■ WORK INSTRUCTION ■
Include in the output exactly the lines from the opening of the data through the line containing "#[derive(Clone)]", and nothing more.
── RECORDS FOR THE EXERCISE
//! Router builder.
//!
//! A [`Router`] is a tree of declarations: routes, filters, error handlers
//! and nested groups, each group contributing a path prefix. Nothing is
//! compiled here; [`RoutingTable::build`](crate::RoutingTable::build) flattens
//! the tree into absolute patterns.

use std::sync::Arc;

use crate::call::{Call, CallResult};
use crate::cors::CorsFilter;
use crate::declaration::{fault_handler, handler, Action, BoxFuture, FaultHandler, Handler};
use crate::fault::{Fault, FaultType};
use crate::request::{Method, Methods};
use crate::resource::ResourceProvider;

/// Template of the unscoped filters: everything below the enclosing group.
pub(crate) const ALL: &str = "*";

#[derive(Clone)]
pub(crate) enum Entry {
    Route {
        methods: Methods,
        path: String,
        action: Action,
    },
    Before {
        path: String,
        handler: Handler,
    },
    After {
        path: String,
        handler: Handler,
    },
    Status {
        status: u16,
        handler: Handler,
    },
    Fault {
        fault_type: FaultType,
        handler: FaultHandler,
    },
    Group {
        prefix: String,
        router: Router,
    },
}

/// Declarative set of routes, filters and error handlers.
///
/// # Example
///
/// ```
/// use oxide_web::Router;
///
/// let router = Router::new()
///     .get("/hello", |call| Box::pin(async move { call.ok("Hello World!") }))
///     .path("/nested", |r| {
///         r.before_all(|call| Box::pin(async move {
///             call.response.headers.set("b_nested", "true");
///             Ok(())
///         }))
///         .get("/hello", |call| Box::pin(async move { call.ok("Second level greeting") }))
///     });
/// ```
#[derive(Clone, Default)]
pub struct Router {
    entries: Vec<Entry>,
}

impl Router {
    /// Creates an empty router.
    pub fn new() -> Self {
        Self::default()
    }

    /// Adds a GET route.
    #[must_use]
    pub fn get<F>(self, path: &str, handler: F) -> Self
    where
        F: for<'a> Fn(&'a mut Call) -> BoxFuture<'a, CallResult> + Send + Sync + 'static,
    {
        self.route(Methods::one(Method::Get), path, handler)
    }

    /// Adds a HEAD route.
    #[must_use]
    pub fn head<F>(self, path: &str, handler: F) -> Self
    where
        F: for<'a> Fn(&'a mut Call) -> BoxFuture<'a, CallResult> + Send + Sync + 'static,
    {
        self.route(Methods::one(Method::Head), path, handler)
    }

    /// Adds a POST route.
    #[must_use]
    pub fn post<F>(self, path: &str, handler: F) -> Self
    where
        F: for<'a> Fn(&'a mut Call) -> BoxFuture<'a, CallResult> + Send + Sync + 'static,
    {
        self.route(Methods::one(Method::Post), path, handler)
    }

    /// Adds a PUT route.
    #[must_use]
    pub fn put<F>(self, path: &str, handler: F) -> Self
    where
        F: for<'a> Fn(&'a mut Call) -> BoxFuture<'a, CallResult> + Send + Sync + 'static,
    {
        self.route(Methods::one(Method::Put), path, handler)
    }

    /// Adds a PATCH route.
    #[must_use]
    pub fn patch<F>(self, path: &str, handler: F) -> Self
    where
        F: for<'a> Fn(&'a mut Call) -> BoxFuture<'a, CallResult> + Send + Sync + 'static,
    {
        self.route(Methods::one(Method::Patch), path, handler)
    }

    /// Adds a DELETE route.
    #[must_use]
    pub fn delete<F>(self, path: &str, handler: F) -> Self
    where
        F: for<'a> Fn(&'a mut Call) -> BoxFuture<'a, CallResult> + Send + Sync + 'static,
    {
        self.route(Methods::one(Method::Delete), path, handler)
    }

    /// Adds an OPTIONS route.
    #[must_use]
    pub fn options<F>(self, path: &str, handler: F) -> Self
    where
        F: for<'a> Fn(&'a mut Call) -> BoxFuture<'a, CallResult> + Send + Sync + 'static,
    {
        self.route(Methods::one(Method::Options), path, handler)
    }

    /// Adds a TRACE route.
    #[must_use]
    pub fn trace<F>(self, path: &str, handler: F) -> Self
    where
        F: for<'a> Fn(&'a mut Call) -> BoxFuture<'a, CallResult> + Send + Sync + 'static,
    {
        self.route(Methods::one(Method::Trace), path, handler)
    }

    /// Adds a route answering every method.
    #[must_use]
    pub fn any<F>(self, path: &str, handler: F) -> Self
    where
        F: for<'a> Fn(&'a mut Call) -> BoxFuture<'a, CallResult> + Send + Sync + 'static,
    {
        self.route(Methods::Any, path, handler)
    }

    /// Adds a route for a set of methods.
    #[must_use]
    pub fn route<F>(mut self, methods: Methods, path: &str, f: F) -> Self
    where
        F: for<'a> Fn(&'a mut Call) -> BoxFuture<'a, CallResult> + Send + Sync + 'static,
    {
        self.entries.push(Entry::Route {
            methods,
            path: path.to_string(),
            action: Action::Handler(handler(f)),
        });
        self
    }

    /// Serves GET requests under `path` from a resource provider.
    ///
    /// `path` is usually a wildcard such as `/web/*`; the wildcard tail is
    /// the resource path. A miss lets the following routes try.
    #[must_use]
    pub fn resources(mut self, path: &str, provider: impl ResourceProvider + 'static) -> Self {
        self.entries.push(Entry::Route {
            methods: Methods::one(Method::Get),
            path: path.to_string(),
            action: Action::Resources(Arc::new(provider)),
        });
        self
    }

    /// Adds a filter run before the routes matching `path`.
    #[must_use]
    pub fn before<F>(mut self, path: &str, f: F) -> Self
    where
        F: for<'a> Fn(&'a mut Call) -> BoxFuture<'a, CallResult> + Send + Sync + 'static,
    {
        self.entries.push(Entry::Before {
            path: path.to_string(),
            handler: handler(f),
        });
        self
    }

    /// Adds a filter run before every request under this router.
    #[must_use]
    pub fn before_all<F>(self, f: F) -> Self
    where
        F: for<'a> Fn(&'a mut Call) -> BoxFuture<'a, CallResult> + Send + Sync + 'static,
    {
        self.before(ALL, f)
    }

    /// Adds a filter run after the routes matching `path`, whatever the
    /// outcome of the route.
    #[must_use]
    pub fn after<F>(mut self, path: &str, f: F) -> Self
    where
        F: for<'a> Fn(&'a mut Call) -> BoxFuture<'a, CallResult> + Send + Sync + 'static,
    {
        self.entries.push(Entry::After {
            path: path.to_string(),
            handler: handler(f),
        });
        self
    }

    /// Adds a filter run after every request under this router.
    #[must_use]
    pub fn after_all<F>(self, f: F) -> Self
    where
        F: for<'a> Fn(&'a mut Call) -> BoxFuture<'a, CallResult> + Send + Sync + 'static,
    {
        self.after(ALL, f)
    }

    /// Handles halts with `status`, and the not-found outcome for 404.
    ///
    /// Error handlers are global: declaring one inside a group makes no
    /// difference.
    #[must_use]
    pub fn error<F>(mut self, status: u16, f: F) -> Self
    where
        F: for<'a> Fn(&'a mut Call) -> BoxFuture<'a, CallResult> + Send + Sync + 'static,
    {
        self.entries.push(Entry::Status {
            status,
            handler: handler(f),
        });
        self
    }

    /// Handles faults of `fault_type` and its subtypes.
    #[must_use]
    pub fn fault<F>(mut self, fault_type: FaultType, f: F) -> Self
    where
        F: for<'a> Fn(&'a mut Call, &'a Fault) -> BoxFuture<'a, CallResult>
            + Send
            + Sync
            + 'static,
    {
        self.entries.push(Entry::Fault {
            fault_type,
            handler: fault_handler(f),
        });
        self
    }

    /// Declares a nested group under `prefix`.
    #[must_use]
    pub fn path(self, prefix: &str, build: impl FnOnce(Router) -> Router) -> Self {
        self.mount(prefix, build(Router::new()))
    }

    /// Mounts an existing router under `prefix`.
    #[must_use]
    pub fn mount(mut self, prefix: &str, router: Router) -> Self {
        self.entries.push(Entry::Group {
            prefix: prefix.to_string(),
            router,
        });
        self
    }

    /// Adds CORS handling to every request under this router.
    #[must_use]
    pub fn cors(self, filter: CorsFilter) -> Self {
        let filter = Arc::new(filter);
        let preflight = Arc::clone(&filter);
        self.before_all(move |call| {
            let filter = Arc::clone(&preflight);
            Box::pin(async move { filter.preflight(call) })
        })
        .after_all(move |call| {
            let filter = Arc::clone(&filter);
            Box::pin(async move { filter.allow_origin(call) })
        })
    }

    /// Number of declarations, nested ones included.
    pub fn len(&self) -> usize {
        self.entries
            .iter()
            .map(|entry| match entry {
                Entry::Group { router, .. } => router.len(),
                _ => 1,
            })
            .sum()
    }

    /// Returns whether nothing was declared.
    pub fn is_empty(&self) -> bool {
        self.len() == 0
    }

    pub(crate) fn entries(&self) -> &[Entry] {
        &self.entries
    }
}

impl std::fmt::Debug for Router {
    fn fmt(&self, f: &mut std::fmt::Formatter<'_>) -> std::fmt::Result {
        f.debug_struct("Router")
            .field("declarations", &self.len())
            .finish()
    }
}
────
■ EXPECTED ANSWER ■
//! Router builder.
//!
//! A [`Router`] is a tree of declarations: routes, filters, error handlers
//! and nested groups, each group contributing a path prefix. Nothing is
//! compiled here; [`RoutingTable::build`](crate::RoutingTable::build) flattens
//! the tree into absolute patterns.

use std::sync::Arc;

use crate::call::{Call, CallResult};
use crate::cors::CorsFilter;
use crate::declaration::{fault_handler, handler, Action, BoxFuture, FaultHandler, Handler};
use crate::fault::{Fault, FaultType};
use crate::request::{Method, Methods};
use crate::resource::ResourceProvider;

/// Template of the unscoped filters: everything below the enclosing group.
pub(crate) const ALL: &str = "*";

#[derive(Clone)]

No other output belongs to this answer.